Some question about tutorial and with different case

Dear Bonvinlab,

I am trying to understand the tutorial of “HADDOCK2.4 Antibody - Antigen tutorial using PDB-tools webserver” and I found my self was confuse on something I don’t understand. This below show something that I should ask you to get the answer for my better understanding.
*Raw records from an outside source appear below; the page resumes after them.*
use super::electron::Electron;
use crate::constants::{CONFIG_DIR_NAME, TABLE_ENV_VAR, TABLE_FILE};
use crate::errors::CapacityErrors;
use crate::performance::table_io::load_table;
use crate::performance::PerformanceTable;
use std::env;
use std::path::PathBuf;
use tracing::info;

/// Where the performance table is read from.
#[derive(Debug, Clone, PartialEq, Eq)]
pub enum TableSource {
    File(PathBuf),
    BuiltIn,
}

impl TableSource {
    /// Resolves the table source: explicit path, then `LAUNCH_CAPACITY_TABLE`,
    /// then `<config dir>/launch-capacity/performance.csv`, then the built-in dataset.
    pub fn resolve(explicit: Option<PathBuf>) -> Self {
        let from_env = env::var_os(TABLE_ENV_VAR).map(PathBuf::from);
        let config_file = dirs::config_dir().map(|dir| dir.join(CONFIG_DIR_NAME).join(TABLE_FILE));
        Self::resolve_from(explicit, from_env, config_file)
    }

    pub fn resolve_from(
        explicit: Option<PathBuf>,
        from_env: Option<PathBuf>,
        config_file: Option<PathBuf>,
    ) -> Self {
        explicit
            .or(from_env)
            .or_else(|| config_file.filter(|path| path.is_file()))
            .map(TableSource::File)
            .unwrap_or(TableSource::BuiltIn)
    }

    pub fn load(&self) -> Result<PerformanceTable, CapacityErrors> {
        match self {
            TableSource::File(path) => load_table(path),
            TableSource::BuiltIn => {
                info!("Using built-in Electron performance table");
                Electron::performance_table()
            }
        }
    }
}

#[cfg(test)]
mod tests {
    use super::*;

    #[test]
    fn explicit_path_wins() {
        let source = TableSource::resolve_from(
            Some(PathBuf::from("cli.csv")),
            Some(PathBuf::from("env.csv")),
            None,
        );
        assert_eq!(source, TableSource::File(PathBuf::from("cli.csv")));
    }

    #[test]
    fn environment_beats_config_dir() {
        let source = TableSource::resolve_from(
            None,
            Some(PathBuf::from("env.csv")),
            Some(PathBuf::from("/nonexistent/performance.csv")),
        );
        assert_eq!(source, TableSource::File(PathBuf::from("env.csv")));
    }

    #[test]
    fn missing_config_file_falls_back_to_built_in() {
        let source = TableSource::resolve_from(
            None,
            None,
            Some(PathBuf::from("/nonexistent/launch-capacity/performance.csv")),
        );
        assert_eq!(source, TableSource::BuiltIn);
        assert!(source.load().is_ok());
    }

    #[test]
    fn unreadable_file_is_an_io_error() {
        let err = TableSource::File(PathBuf::from("/nonexistent/performance.csv"))
            .load()
            .unwrap_err();
        assert!(matches!(err, CapacityErrors::IoError(_)));
    }
}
  1. I don’t understand how to get the Active residues (directly involved in the interaction) → 26,27,28,29,30,31,32,55,56,57,101,102,103,106,108,146,147,148,150,151,152,170,172,212,213,214,215 even after using ProABC-2. After using Parapred, I found any similar to the number of active residues (in tutorial) but not all of them is used. The prediction paratope result from Parapred is:

    1. Heavy Chain
        *CDR1: 24-34
        *CDR2: 50-58
        *CDR3: 93-104
    2. Light Chain
        *CDR1: 22-36
        *CDR2: 48-58
        *CDR3: 87-99
    

However, I found use of Chothia’s numbering scheme below.

    1. Heavy Chain
       *CDR1: 26-32
       *CDR2: 52-56
       *CDR3: 95-102
    2. Light Chain
       *CDR1: 24-34
       *CDR2: 50-56
       *CDR3: 89-97

So what should I do?

  1. In Visualisation Part, the instruction command me to superimpose all models on chain A (receptor) of the first reference structure and calculate RMSD of chain B (ligand) for which 4G6M-matched.pdb is used as the reference structure. My question is if the results of the antibody-antigen docking I’m going to do don’t have any complex from the RCSB PDB, how do I know which reference structure to use?

Thank you for replying.

Best Regards,
Syafri Izzat Abidiy

#haddock The HADDOCK category is meant to discuss any HADDOCK-related issue. For general information about HADDOCK refer to HADDOCK – Bonvin Lab

There are different methods of predicting the paratope. It does not matter much which one you choose, but what is important is to make sure the numbering of the predicted residues matches the numbering of the sequence in your PDB file.

As for the RMSD question, obviously in a real case you won’t know the answer and will have to trust (or not) the cluster scoring.